◆ DATA SECTION
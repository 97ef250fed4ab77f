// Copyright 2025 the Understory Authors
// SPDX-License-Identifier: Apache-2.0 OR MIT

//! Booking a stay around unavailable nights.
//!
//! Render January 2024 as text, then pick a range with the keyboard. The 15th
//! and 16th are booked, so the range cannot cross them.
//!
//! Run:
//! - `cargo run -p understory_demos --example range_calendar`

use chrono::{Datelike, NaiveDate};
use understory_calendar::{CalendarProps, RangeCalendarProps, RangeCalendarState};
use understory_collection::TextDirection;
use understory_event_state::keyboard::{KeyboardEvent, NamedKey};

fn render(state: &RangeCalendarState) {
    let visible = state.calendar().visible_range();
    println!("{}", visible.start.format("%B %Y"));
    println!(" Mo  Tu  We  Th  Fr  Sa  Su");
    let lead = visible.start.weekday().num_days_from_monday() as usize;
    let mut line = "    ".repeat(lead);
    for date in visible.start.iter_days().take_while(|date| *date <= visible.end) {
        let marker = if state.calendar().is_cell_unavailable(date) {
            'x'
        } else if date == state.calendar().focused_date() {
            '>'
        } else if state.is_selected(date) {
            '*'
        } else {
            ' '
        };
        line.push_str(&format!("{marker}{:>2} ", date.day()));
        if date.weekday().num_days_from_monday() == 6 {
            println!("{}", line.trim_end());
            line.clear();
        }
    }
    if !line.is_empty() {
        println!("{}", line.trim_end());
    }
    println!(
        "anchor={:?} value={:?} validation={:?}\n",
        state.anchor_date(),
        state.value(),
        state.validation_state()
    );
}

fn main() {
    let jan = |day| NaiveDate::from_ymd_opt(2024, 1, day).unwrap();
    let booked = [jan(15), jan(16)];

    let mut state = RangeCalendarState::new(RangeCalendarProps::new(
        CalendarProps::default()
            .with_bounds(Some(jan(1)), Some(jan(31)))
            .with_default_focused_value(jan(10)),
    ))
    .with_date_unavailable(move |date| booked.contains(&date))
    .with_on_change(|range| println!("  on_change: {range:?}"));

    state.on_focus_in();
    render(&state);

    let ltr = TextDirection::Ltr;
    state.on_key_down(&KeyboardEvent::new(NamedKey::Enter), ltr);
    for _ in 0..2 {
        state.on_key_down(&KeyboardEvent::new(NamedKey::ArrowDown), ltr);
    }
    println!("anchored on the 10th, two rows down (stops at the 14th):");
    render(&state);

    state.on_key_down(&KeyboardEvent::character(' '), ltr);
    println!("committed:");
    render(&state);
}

--

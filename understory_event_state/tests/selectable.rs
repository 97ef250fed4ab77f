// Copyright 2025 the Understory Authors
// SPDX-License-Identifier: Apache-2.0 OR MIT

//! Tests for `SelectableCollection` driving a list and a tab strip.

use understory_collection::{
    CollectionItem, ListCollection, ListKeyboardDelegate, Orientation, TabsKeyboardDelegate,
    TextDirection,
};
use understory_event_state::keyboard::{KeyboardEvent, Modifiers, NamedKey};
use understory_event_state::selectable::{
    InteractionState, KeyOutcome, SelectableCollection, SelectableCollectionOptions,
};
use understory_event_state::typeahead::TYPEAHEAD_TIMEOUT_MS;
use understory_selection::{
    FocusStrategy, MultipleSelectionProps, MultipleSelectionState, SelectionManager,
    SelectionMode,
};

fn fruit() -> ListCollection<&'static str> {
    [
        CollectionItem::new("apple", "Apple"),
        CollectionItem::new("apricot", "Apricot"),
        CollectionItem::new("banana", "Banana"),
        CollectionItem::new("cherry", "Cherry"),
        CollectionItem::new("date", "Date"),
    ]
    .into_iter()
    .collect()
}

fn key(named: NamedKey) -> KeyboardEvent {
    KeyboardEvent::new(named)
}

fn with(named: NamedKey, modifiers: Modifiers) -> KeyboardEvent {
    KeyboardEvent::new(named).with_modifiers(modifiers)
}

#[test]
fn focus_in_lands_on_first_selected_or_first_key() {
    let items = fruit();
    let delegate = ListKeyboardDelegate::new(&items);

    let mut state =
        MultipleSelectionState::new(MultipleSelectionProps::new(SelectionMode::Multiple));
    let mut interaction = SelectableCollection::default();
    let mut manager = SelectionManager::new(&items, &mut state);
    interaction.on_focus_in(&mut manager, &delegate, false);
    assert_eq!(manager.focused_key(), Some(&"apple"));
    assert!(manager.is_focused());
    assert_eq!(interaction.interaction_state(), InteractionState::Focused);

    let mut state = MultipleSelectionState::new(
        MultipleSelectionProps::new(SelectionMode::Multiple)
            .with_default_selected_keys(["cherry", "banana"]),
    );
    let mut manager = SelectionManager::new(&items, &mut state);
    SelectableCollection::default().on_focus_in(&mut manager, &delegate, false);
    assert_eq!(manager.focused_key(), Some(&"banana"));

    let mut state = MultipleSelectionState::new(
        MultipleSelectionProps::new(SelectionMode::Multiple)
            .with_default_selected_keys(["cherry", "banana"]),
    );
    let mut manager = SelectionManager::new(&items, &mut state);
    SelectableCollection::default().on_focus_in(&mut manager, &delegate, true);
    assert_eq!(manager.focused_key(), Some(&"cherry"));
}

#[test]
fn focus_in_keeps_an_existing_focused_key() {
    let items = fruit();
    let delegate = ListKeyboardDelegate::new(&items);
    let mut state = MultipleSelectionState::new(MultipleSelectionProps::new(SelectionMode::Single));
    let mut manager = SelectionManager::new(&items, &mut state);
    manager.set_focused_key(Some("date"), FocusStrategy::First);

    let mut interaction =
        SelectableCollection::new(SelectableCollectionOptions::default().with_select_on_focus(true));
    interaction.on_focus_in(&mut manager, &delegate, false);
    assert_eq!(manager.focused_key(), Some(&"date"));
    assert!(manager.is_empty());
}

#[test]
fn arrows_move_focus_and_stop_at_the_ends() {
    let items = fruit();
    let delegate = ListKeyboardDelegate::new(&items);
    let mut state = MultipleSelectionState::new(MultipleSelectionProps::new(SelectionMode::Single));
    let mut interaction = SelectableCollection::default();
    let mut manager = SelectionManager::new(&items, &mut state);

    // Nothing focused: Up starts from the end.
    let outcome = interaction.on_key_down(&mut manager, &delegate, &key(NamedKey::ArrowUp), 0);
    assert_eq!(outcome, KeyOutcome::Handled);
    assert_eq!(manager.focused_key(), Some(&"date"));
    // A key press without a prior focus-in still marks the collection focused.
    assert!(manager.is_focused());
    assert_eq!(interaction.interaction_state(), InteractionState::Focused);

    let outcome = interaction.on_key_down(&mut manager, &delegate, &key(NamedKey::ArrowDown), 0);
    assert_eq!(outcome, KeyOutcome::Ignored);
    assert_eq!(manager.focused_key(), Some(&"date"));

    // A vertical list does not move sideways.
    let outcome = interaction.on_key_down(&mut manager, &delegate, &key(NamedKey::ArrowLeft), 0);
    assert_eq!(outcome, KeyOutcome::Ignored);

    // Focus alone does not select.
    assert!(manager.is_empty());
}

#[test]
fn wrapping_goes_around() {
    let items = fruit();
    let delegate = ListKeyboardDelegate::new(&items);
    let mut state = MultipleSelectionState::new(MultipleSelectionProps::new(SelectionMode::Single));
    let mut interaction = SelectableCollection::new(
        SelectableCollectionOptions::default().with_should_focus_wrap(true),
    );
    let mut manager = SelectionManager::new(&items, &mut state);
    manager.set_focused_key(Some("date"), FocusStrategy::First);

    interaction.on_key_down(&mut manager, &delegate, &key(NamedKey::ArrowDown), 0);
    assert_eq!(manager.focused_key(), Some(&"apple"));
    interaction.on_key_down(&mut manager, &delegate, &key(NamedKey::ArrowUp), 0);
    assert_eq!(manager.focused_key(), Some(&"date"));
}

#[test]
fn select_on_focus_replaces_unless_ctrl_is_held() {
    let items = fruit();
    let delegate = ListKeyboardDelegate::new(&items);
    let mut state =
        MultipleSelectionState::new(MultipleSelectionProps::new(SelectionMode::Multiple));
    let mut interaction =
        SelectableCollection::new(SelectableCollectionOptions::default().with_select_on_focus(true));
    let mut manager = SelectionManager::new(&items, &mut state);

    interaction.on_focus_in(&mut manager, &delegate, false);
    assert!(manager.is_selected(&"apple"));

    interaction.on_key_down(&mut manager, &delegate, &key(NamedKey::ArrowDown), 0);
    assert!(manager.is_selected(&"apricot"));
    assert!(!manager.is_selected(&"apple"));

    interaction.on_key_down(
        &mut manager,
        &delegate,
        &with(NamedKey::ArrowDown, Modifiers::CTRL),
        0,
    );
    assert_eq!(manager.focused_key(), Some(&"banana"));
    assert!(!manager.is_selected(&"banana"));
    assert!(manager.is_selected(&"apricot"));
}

◆ ACTIVITY
What lines of the material above contain "visible"? Return each of them.

◆ TASK SOLUTION
    let visible = state.calendar().visible_range();
    println!("{}", visible.start.format("%B %Y"));
    let lead = visible.start.weekday().num_days_from_monday() as usize;
    for date in visible.start.iter_days().take_while(|date| *date <= visible.end) {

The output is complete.